Louis Dantin was the pen name of Eugène Seers (November 28, 1865 – January 17, 1945), a Canadian writer and editor from Quebec.[1] He is historically most noted as the original editor and publisher of the poetry of Émile Nelligan, although he also published numerous works as a poet, novelist and essayist in his own right.[1]

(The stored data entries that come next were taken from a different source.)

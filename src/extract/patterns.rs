//! Marker and field patterns for the classifier log formats.
//!
//! Patterns are compiled into a [`Patterns`] value owned by each extraction
//! run rather than a global, so independent runs share nothing.

use chrono::NaiveTime;
use regex::Regex;

use crate::domain::parse_clock;

/// Parsed inline `(<confidence>% <op> <threshold>%)` expression
#[derive(Debug, Clone, Copy, PartialEq)]
pub struct InlineScore {
    pub confidence: Option<f64>,
    pub threshold: Option<f64>,
}

/// Accept/reject line (`✅ ACTION ACCEPTED: Add Food (85.0% ≥ 75.0%)`)
#[derive(Debug, Clone, PartialEq)]
pub struct Decision {
    pub accepted: bool,
    pub action: String,
    pub inline: Option<InlineScore>,
}

/// Outcome of a marker found right after a motion block closes
#[derive(Debug, Clone, Copy, PartialEq)]
pub enum Verdict {
    Accepted { threshold: Option<f64> },
    Rejected { threshold: Option<f64> },
    NoAction,
}

/// Per-burner action line (`2025-06-10T15:17:30.123Z ... 🍳 Burner 2: Flip`)
#[derive(Debug, Clone, PartialEq)]
pub struct BurnerLine {
    pub burner_id: Option<u32>,
    pub action: String,
    pub clock: Option<NaiveTime>,
}

/// Compiled pattern set
#[derive(Debug, Clone)]
pub struct Patterns {
    motion_start: Regex,
    response_start: Regex,
    block_close: Regex,
    similarity: Regex,
    time_with_duration: Regex,
    detected_action: Regex,
    confidence: Regex,
    required_threshold: Regex,
    analysis_duration: Regex,
    decision: Regex,
    inline_score: Regex,
    no_action: Regex,
    burner: Regex,
    burner_confidence: Regex,
    iso_clock: Regex,
    sighting: Regex,
}

impl Default for Patterns {
    fn default() -> Self {
        Self::new()
    }
}

/// Compile a literal pattern. The pattern set is fixed at build time and
/// covered by tests, so a failure here is a programming error.
pub(crate) fn re(pattern: &str) -> Regex {
    Regex::new(pattern).unwrap_or_else(|e| panic!("invalid built-in pattern {:?}: {}", pattern, e))
}

fn number(s: Option<regex::Match<'_>>) -> Option<f64> {
    s.and_then(|m| m.as_str().parse::<f64>().ok())
}

impl Patterns {
    pub fn new() -> Self {
        Self {
            motion_start: re(r"(?i)=====\s*MOTION DETECTED\s*====="),
            response_start: re(r"(?i)=====\s*(?:\w+\s+)?RESPONSE\s*====="),
            block_close: re(r"={20,}\s*$"),
            similarity: re(r"(?i)Similarity:\s*([\d.]+)%"),
            time_with_duration: re(r"(?i)\bTime:\s*(\d{2}:\d{2}:\d{2})(?:.*?Duration:\s*([\d.]+)s)?"),
            detected_action: re(r#"(?i)Detected Action:\s*([^{"\s]+(?:[ \t]+[^{"\s]+)*)"#),
            confidence: re(r"(?i)\bConfidence:\s*([\d.]+)%"),
            required_threshold: re(r"\(\s*(?:≥|>=|<|≤|<=|>)\s*([\d.]+)%"),
            analysis_duration: re(r"(?i)Analysis Duration:\s*([\d.]+)s"),
            decision: re(r"(?i)\baction\s+(accepted|rejected)\s*:\s*(.*)$"),
            inline_score: re(r"\(\s*([\d.]+)%\s*(?:≥|>=|<=|≤|>|<)\s*([\d.]+)%[^)]*\)"),
            no_action: re(r"(?i)no action detected"),
            burner: re(r"(?i)Burner\s+(\d+):\s*([^{]+)"),
            burner_confidence: re(r"(?i)Confidence:\s*([\d.]+)%(?:.*?Duration:\s*([\d.]+)s)?"),
            iso_clock: re(r"\d{4}-\d{2}-\d{2}[T ](\d{2}:\d{2}:\d{2})"),
            sighting: re(
                r"(\d{4}-\d{2}-\d{2}T\d{2}:\d{2}:\d{2}(?:\.\d+)?Z).*?added to cache:\s*(.+?)\s*\(confidence:\s*([^)]*)\)",
            ),
        }
    }

    pub fn is_motion_start(&self, line: &str) -> bool {
        self.motion_start.is_match(line)
    }

    pub fn is_response_start(&self, line: &str) -> bool {
        !self.is_motion_start(line) && self.response_start.is_match(line)
    }

    pub fn is_block_close(&self, line: &str) -> bool {
        self.block_close.is_match(line)
    }

    pub fn similarity(&self, line: &str) -> Option<f64> {
        self.similarity.captures(line).and_then(|c| number(c.get(1)))
    }

    /// `Time: HH:MM:SS` with an optional trailing `Duration: <x>s`.
    ///
    /// Returns `None` when no valid clock is present; the duration is
    /// independently optional.
    pub fn time_and_duration(&self, line: &str) -> Option<(NaiveTime, Option<f64>)> {
        let caps = self.time_with_duration.captures(line)?;
        let clock = parse_clock(caps.get(1)?.as_str())?;
        Some((clock, number(caps.get(2))))
    }

    pub fn detected_action(&self, line: &str) -> Option<String> {
        self.detected_action
            .captures(line)
            .and_then(|c| c.get(1))
            .map(|m| m.as_str().trim().to_string())
    }

    /// `Confidence: <x>%` as (confidence, threshold). Either part may be absent.
    pub fn confidence(&self, line: &str) -> Option<(Option<f64>, Option<f64>)> {
        let caps = self.confidence.captures(line)?;
        let value = number(caps.get(1));
        let threshold = self
            .required_threshold
            .captures(&line[caps.get(0).map_or(0, |m| m.end())..])
            .and_then(|c| number(c.get(1)));
        Some((value, threshold))
    }

    pub fn analysis_duration(&self, line: &str) -> Option<Option<f64>> {
        self.analysis_duration
            .captures(line)
            .map(|c| number(c.get(1)))
    }

    fn inline_score(&self, text: &str) -> Option<(usize, InlineScore)> {
        let caps = self.inline_score.captures(text)?;
        let start = caps.get(0)?.start();
        Some((
            start,
            InlineScore {
                confidence: number(caps.get(1)),
                threshold: number(caps.get(2)),
            },
        ))
    }

    /// Parse an accept/reject line.
    pub fn decision(&self, line: &str) -> Option<Decision> {
        let caps = self.decision.captures(line)?;
        let accepted = caps.get(1)?.as_str().eq_ignore_ascii_case("accepted");
        let rest = caps.get(2).map_or("", |m| m.as_str());

        let (action, inline) = match self.inline_score(rest) {
            Some((start, score)) => (&rest[..start], Some(score)),
            None => (rest, None),
        };

        Some(Decision {
            accepted,
            action: action.trim().to_string(),
            inline,
        })
    }

    /// Acceptance marker following a closed motion block
    pub fn verdict(&self, line: &str) -> Option<Verdict> {
        if let Some(decision) = self.decision(line) {
            let threshold = decision.inline.and_then(|s| s.threshold);
            return Some(if decision.accepted {
                Verdict::Accepted { threshold }
            } else {
                Verdict::Rejected { threshold }
            });
        }
        if self.no_action.is_match(line) {
            return Some(Verdict::NoAction);
        }
        None
    }

    pub fn burner(&self, line: &str) -> Option<BurnerLine> {
        let caps = self.burner.captures(line)?;
        Some(BurnerLine {
            burner_id: caps.get(1).and_then(|m| m.as_str().parse().ok()),
            action: caps.get(2)?.as_str().trim().to_string(),
            clock: self.leading_clock(line),
        })
    }

    /// Confidence line that follows a burner line, as (confidence, duration)
    pub fn burner_confidence(&self, line: &str) -> Option<(Option<f64>, Option<f64>)> {
        let caps = self.burner_confidence.captures(line)?;
        Some((number(caps.get(1)), number(caps.get(2))))
    }

    /// Clock of an ISO-8601 style timestamp anywhere in the line
    pub fn leading_clock(&self, line: &str) -> Option<NaiveTime> {
        self.iso_clock
            .captures(line)
            .and_then(|c| c.get(1))
            .and_then(|m| parse_clock(m.as_str()))
    }

    /// Raw parts of an object sighting line: (iso timestamp, label, confidence text)
    pub fn sighting<'a>(&self, line: &'a str) -> Option<(&'a str, &'a str, &'a str)> {
        let caps = self.sighting.captures(line)?;
        Some((
            caps.get(1)?.as_str(),
            caps.get(2)?.as_str(),
            caps.get(3)?.as_str(),
        ))
    }
}

#[cfg(test)]
mod tests {
    use super::*;

    #[test]
    fn test_block_markers() {
        let p = Patterns::new();
        assert!(p.is_motion_start("🎬 ===== MOTION DETECTED ===== 🎬"));
        assert!(p.is_motion_start("INFO ===== motion detected ====="));
        assert!(p.is_response_start("📋 ===== CLAUDE RESPONSE ===== 📋"));
        assert!(!p.is_response_start("🎬 ===== MOTION DETECTED ===== 🎬"));
        assert!(p.is_block_close("📋 ==========================="));
        assert!(p.is_block_close("=========================================="));
        assert!(p.is_block_close(
            "2025-06-10T15:17:32.010Z INFO classifier 📋 ==========================="
        ));
        assert!(!p.is_block_close("📋 ===== CLAUDE RESPONSE ===== 📋"));
    }

    #[test]
    fn test_time_and_duration() {
        let p = Patterns::new();
        let (t, d) = p.time_and_duration("⏰ Time: 15:17:30 | Duration: 3.2s").unwrap();
        assert_eq!(t, NaiveTime::from_hms_opt(15, 17, 30).unwrap());
        assert_eq!(d, Some(3.2));

        let (_, d) = p.time_and_duration("   Time: 15:18:45").unwrap();
        assert_eq!(d, None);

        // Unparseable duration degrades to absent
        let (_, d) = p.time_and_duration("⏰ Time: 15:17:30 Duration: 1.2.3s").unwrap();
        assert_eq!(d, None);

        assert!(p.time_and_duration("⏱️  Analysis Duration: 2.1s").is_none());
    }

    #[test]
    fn test_detected_action_stops_at_json() {
        let p = Patterns::new();
        assert_eq!(
            p.detected_action("🎭 Detected Action: Add Food  ").as_deref(),
            Some("Add Food")
        );
        assert_eq!(
            p.detected_action(r#"🎭 Detected Action: Flip {"raw": "flip"}"#).as_deref(),
            Some("Flip")
        );
        assert_eq!(
            p.detected_action("🎭 Detected Action: (none)").as_deref(),
            Some("(none)")
        );
    }

    #[test]
    fn test_confidence_with_threshold() {
        let p = Patterns::new();
        assert_eq!(p.confidence("🎯 Confidence: 85.2%"), Some((Some(85.2), None)));
        assert_eq!(
            p.confidence("   Confidence: 92.5% (≥ 75.0% required)"),
            Some((Some(92.5), Some(75.0)))
        );
        assert_eq!(p.confidence("Confidence: ..%"), Some((None, None)));
        assert_eq!(p.confidence("no score here"), None);
    }

    #[test]
    fn test_decision_inline() {
        let p = Patterns::new();

        let d = p.decision("❌ Action rejected: Remove Pan (45.1% < 75.0%)").unwrap();
        assert!(!d.accepted);
        assert_eq!(d.action, "Remove Pan");
        let inline = d.inline.unwrap();
        assert_eq!(inline.confidence, Some(45.1));
        assert_eq!(inline.threshold, Some(75.0));

        let d = p.decision("✅ ACTION ACCEPTED: Add Food (85.0% ≥ 75.0%)").unwrap();
        assert!(d.accepted);
        assert_eq!(d.action, "Add Food");
        assert_eq!(d.inline.unwrap().threshold, Some(75.0));
    }

    #[test]
    fn test_decision_without_inline() {
        let p = Patterns::new();
        let d = p.decision("✅ action accepted: Remove Lid").unwrap();
        assert!(d.accepted);
        assert_eq!(d.action, "Remove Lid");
        assert!(d.inline.is_none());

        // The sentinel survives untouched so the scanner can drop it
        let d = p.decision("✅ Action ACCEPTED: (none)").unwrap();
        assert_eq!(d.action, "(none)");
    }

    #[test]
    fn test_verdicts() {
        let p = Patterns::new();
        assert_eq!(
            p.verdict("✅ Action ACCEPTED: Add Food"),
            Some(Verdict::Accepted { threshold: None })
        );
        assert_eq!(
            p.verdict("❌ Action REJECTED: Flip (60.2% < 75.0%)"),
            Some(Verdict::Rejected { threshold: Some(75.0) })
        );
        assert_eq!(p.verdict("❌ No action detected"), Some(Verdict::NoAction));
        assert_eq!(p.verdict("some other line"), None);
    }

    #[test]
    fn test_burner_line() {
        let p = Patterns::new();
        let b = p
            .burner("2025-06-10T15:17:30.123Z INFO 🍳 Burner 2: Add Food {\"x\":1}")
            .unwrap();
        assert_eq!(b.burner_id, Some(2));
        assert_eq!(b.action, "Add Food");
        assert_eq!(b.clock, NaiveTime::from_hms_opt(15, 17, 30));

        assert_eq!(
            p.burner_confidence("📊 Confidence: 88.0% | Duration: 2.5s"),
            Some((Some(88.0), Some(2.5)))
        );
    }

    #[test]
    fn test_sighting_parts() {
        let p = Patterns::new();
        let line = "2025-06-10T15:17:31.004Z INFO Food detected and added to cache: scrambled egg (confidence: 0.91)";
        assert_eq!(
            p.sighting(line),
            Some(("2025-06-10T15:17:31.004Z", "scrambled egg", "0.91"))
        );
    }
}
//! Domain types for action evaluation.
//!
//! This module contains the core data structures:
//! - Detection: one classifier decision recovered from a log
//! - Action: label normalization shared by counting and matching
//! - GroundTruth: labelled action intervals

pub mod action;
pub mod detection;
pub mod ground_truth;

// Re-export commonly used types
pub use action::{labels_intersect, normalize_action};
pub use detection::{
    format_clock, is_none_action, parse_clock, Detection, LogFormat, ObjectSighting, TimeSource,
    CLOCK_FORMAT,
};
pub use ground_truth::{load_ground_truth, read_ground_truth, GroundTruthError, GroundTruthInterval};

Originally from Beauharnois, Quebec, he studied at the Collège de Montréal and later attended seminary to become a Roman Catholic priest. Associated with the Congregation of the Blessed Sacrament, he wrote religious poetry and short stories during this era.[1] He was later associated with the École littéraire de Montréal, becoming acquainted there with writers such as Nelligan and Arthur de Bussières.[1] He subsequently left the priesthood in 1903, marrying Clotilde Lacroix and moving to Boston, Massachusetts, where he worked as a printer for Harvard University Press.[1] He resided in Boston for the remainder of his life,[1] although he continued to publish French language literary work in Quebec.[1] Most of his published work was as an essayist and critic, including volumes such as Poètes de l'Amérique française (1928) and Gloses critiques (1931), although he also published a volume of poetry (Le Coffret de Crusoé, 1932) and a posthumous novel (Les Enfances de Fanny, 1951).[1] Several volumes of his correspondence with other Quebec writers were also published, as well as several posthumous volumes of poetry from his archives.[1]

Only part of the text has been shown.